Pertanto, il termine di accertamento ai fini IVA è stabilito al 31 dicembre del quinto anno successivo a quello in cui è stata presentata la dichiarazione. Ad esempio, entro il 31 dicembre 2031 potrà essere presentata l’integrativa del modello IVA 2026 presentato entro il 30 aprile 2026 ovvero “tardivamente” entro il 29 luglio 2026 (90 giorni dal 30 aprile 2026).

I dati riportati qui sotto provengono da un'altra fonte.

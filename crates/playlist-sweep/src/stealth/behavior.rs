//! Human-like pacing.

use rand::Rng;
use std::time::Duration;

/// Generate a random delay between min_ms and max_ms.
pub fn random_delay(min_ms: u64, max_ms: u64) -> Duration {
    if min_ms >= max_ms {
        return Duration::from_millis(min_ms);
    }
    let mut rng = rand::thread_rng();
    Duration::from_millis(rng.gen_range(min_ms..=max_ms))
}

/// Pause after the list becomes ready, before the first scroll (1.5-2.5s).
pub fn ready_pause() -> Duration {
    random_delay(1500, 2500)
}

/// Sleep for a ready pause.
pub async fn sleep_ready_pause() {
    tokio::time::sleep(ready_pause()).await;
}
//! Browser fingerprint patching: hide automation signals.

/// Identity presented to the page.
#[derive(Debug, Clone, PartialEq)]
pub struct Fingerprint {
    pub user_agent: String,
    pub webgl_vendor: String,
    pub webgl_renderer: String,
    pub viewport_width: u32,
    pub viewport_height: u32,
}

impl Default for Fingerprint {
    fn default() -> Self {
        Self {
            user_agent: "Mozilla/5.0 (Windows NT 10.0; Win64; x64) AppleWebKit/537.36 \
                         (KHTML, like Gecko) Chrome/121.0.0.0 Safari/537.36"
                .to_string(),
            webgl_vendor: "Intel Inc.".to_string(),
            webgl_renderer: "Intel Iris OpenGL Engine".to_string(),
            viewport_width: 1920,
            viewport_height: 1080,
        }
    }
}

/// JavaScript that patches navigator.webdriver, chrome.runtime, plugins and languages.
const BASE_SCRIPT: &str = r#"
(() => {
    Object.defineProperty(navigator, 'webdriver', {
        get: () => false,
        configurable: true,
    });

    if (!window.chrome) {
        window.chrome = {};
    }
    if (!window.chrome.runtime) {
        window.chrome.runtime = {
            connect: function() {},
            sendMessage: function() {},
        };
    }

    const originalQuery = window.navigator.permissions.query;
    window.navigator.permissions.query = (parameters) =>
        parameters.name === 'notifications'
            ? Promise.resolve({ state: Notification.permission })
            : originalQuery(parameters);

    Object.defineProperty(navigator, 'plugins', {
        get: () => [1, 2, 3, 4, 5],
        configurable: true,
    });

    Object.defineProperty(navigator, 'languages', {
        get: () => ['en-US', 'en'],
        configurable: true,
    });
})();
"#;

/// Build the injection script for a fingerprint.
///
/// Adds a WebGL `getParameter` override reporting the configured
/// UNMASKED_VENDOR (37445) and UNMASKED_RENDERER (37446).
pub fn stealth_script(fp: &Fingerprint) -> String {
    let vendor = js_string(&fp.webgl_vendor);
    let renderer = js_string(&fp.webgl_renderer);
    format!(
        r#"{BASE_SCRIPT}
(() => {{
    const patch = (proto) => {{
        if (!proto) return;
        const getParameter = proto.getParameter;
        proto.getParameter = function(param) {{
            if (param === 37445) return {vendor};
            if (param === 37446) return {renderer};
            return getParameter.call(this, param);
        }};
    }};
    patch(window.WebGLRenderingContext && WebGLRenderingContext.prototype);
    patch(window.WebGL2RenderingContext && WebGL2RenderingContext.prototype);
}})();
"#
    )
}

/// Quote a value as a JS string literal.
fn js_string(value: &str) -> String {
    serde_json::Value::String(value.to_string()).to_string()
}
use async_trait::async_trait;
use tokio::process::Command;
use tracing::debug;

use artiview_core::app::PortEntry;
use artiview_core::ports::parse_lsof_output;

use super::PortScanner;

/// `lsof -iTCP -sTCP:LISTEN -P -n`
pub struct LsofScanner;

#[async_trait]
impl PortScanner for LsofScanner {
    fn name(&self) -> &'static str {
        "lsof"
    }

    async fn is_available(&self) -> bool {
        Command::new("lsof")
            .arg("-v")
            .output()
            .await
            .is_ok()
    }

    async fn list_listening_ports(&self) -> Vec<PortEntry> {
        // lsof exits 1 when nothing matches, so only stdout matters
        match Command::new("lsof")
            .args(["-iTCP", "-sTCP:LISTEN", "-P", "-n"])
            .output()
            .await
        {
            Ok(output) => parse_lsof_output(&String::from_utf8_lossy(&output.stdout)),
            Err(e) => {
                debug!(error = %e, "lsof unavailable");
                Vec::new()
            }
        }
    }
}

Compilazione del quadro VN
Il quadro VN si articola in 5 colonne dove indicare:
| Col. | Cosa indicare |
| 1 | Anno per cui è presentata la dichiarazione integrativa (es “2022” per la dichiarazione integrativa IVA 2023) |
| 2 | Casella da barrare da parte della società controllante di un gruppo IVA qualora il credito, da indicare nella colonna 3, emerga dal prospetto IVA 26 PR di una dichiarazione integrativa presentata nel 2025 relativa al medesimo gruppo IVA |
| 3 | Credito derivante dal minor debito o dalla maggiore eccedenza detraibile risultante dalla dichiarazione integrativa, per la quota non chiesta a rimborso nella dichiarazione integrativa stessa. Tale importo concorre alla determinazione del saldo annuale e, pertanto, va riportato nel rigo VL11 oppure nel rigo VW28, colonna 1, se è barrata la colonna 2 |
| 4 | Codice fiscale del soggetto cui si riferisce la dichiarazione integrativa qualora “diverso” dal soggetto che l’ha presentata (ad esempio, in caso di incorporazione qualora la dichiarazione integrativa dell’incorporata sia stata presentata dall’incorporante); |
| 5 | In presenza di più moduli a seguito di trasformazioni sostanziali soggettive che comportano la compilazione di più sezioni 3 del quadro VL, il numero che individua il primo dei moduli riferiti al soggetto partecipante alla trasformazione (compreso il dichiarante) che ha presentato la dichiarazione integrativa. Ad esempio, se la società incorporata ha presentato nel 2025, prima dell’operazione straordinaria, una dichiarazione integrativa a favore e la società incorporante compila per se stessa un modulo e per la società incorporata due moduli, riferiti a due attività gestite con contabilità separata, nella presente colonna occorre indicare il numero 2. |
Se nel 2025 sono state presentate dichiarazioni integrative relative a diversi anni e/o diversi soggetti, occorrerà compilare un rigo del quadro:
- per ciascun anno
- per ciascun soggetto.
Qualora nell’anno per cui è presentata la dichiarazione integrativa il soggetto non partecipava alla liquidazione dell’IVA di gruppo a cui partecipa, invece, nel 2025, il credito indicato in colonna 3 non può confluire nel gruppo IVA in quanto relativo ad un periodo d’imposta precedente a quello di adesione alla procedura di liquidazione dell’IVA di gruppo.
Esempio
La Fuego s.r.l. dopo aver presentato il modello IVA 2023 (anno 2022) si accorge di non aver inserito in dichiarazione un credito IVA di euro 6.000 che intende chiedere in compensazione. La società ha presentato nel 2025 la dichiarazione “integrativa” al fine di tener conto del credito non inserito nella originaria dichiarazione. Il quadro VN del modello IVA 2026 va compilato come segue:
La somma dei crediti indicati nella colonna 3 deve essere riportata nel campo 1 del rigo VL11, relativamente ai crediti risultanti da dichiarazioni integrative per le quali non è stata barrata, nel corrispondente rigo del quadro VN, la casella 2.
Nell’esempio, il credito, essendo chiesto in compensazione, potrà essere utilizzato per il versamento dei debiti maturati “a partire” dall’anno successivo a quello in cui è stata presentata l’integrativa.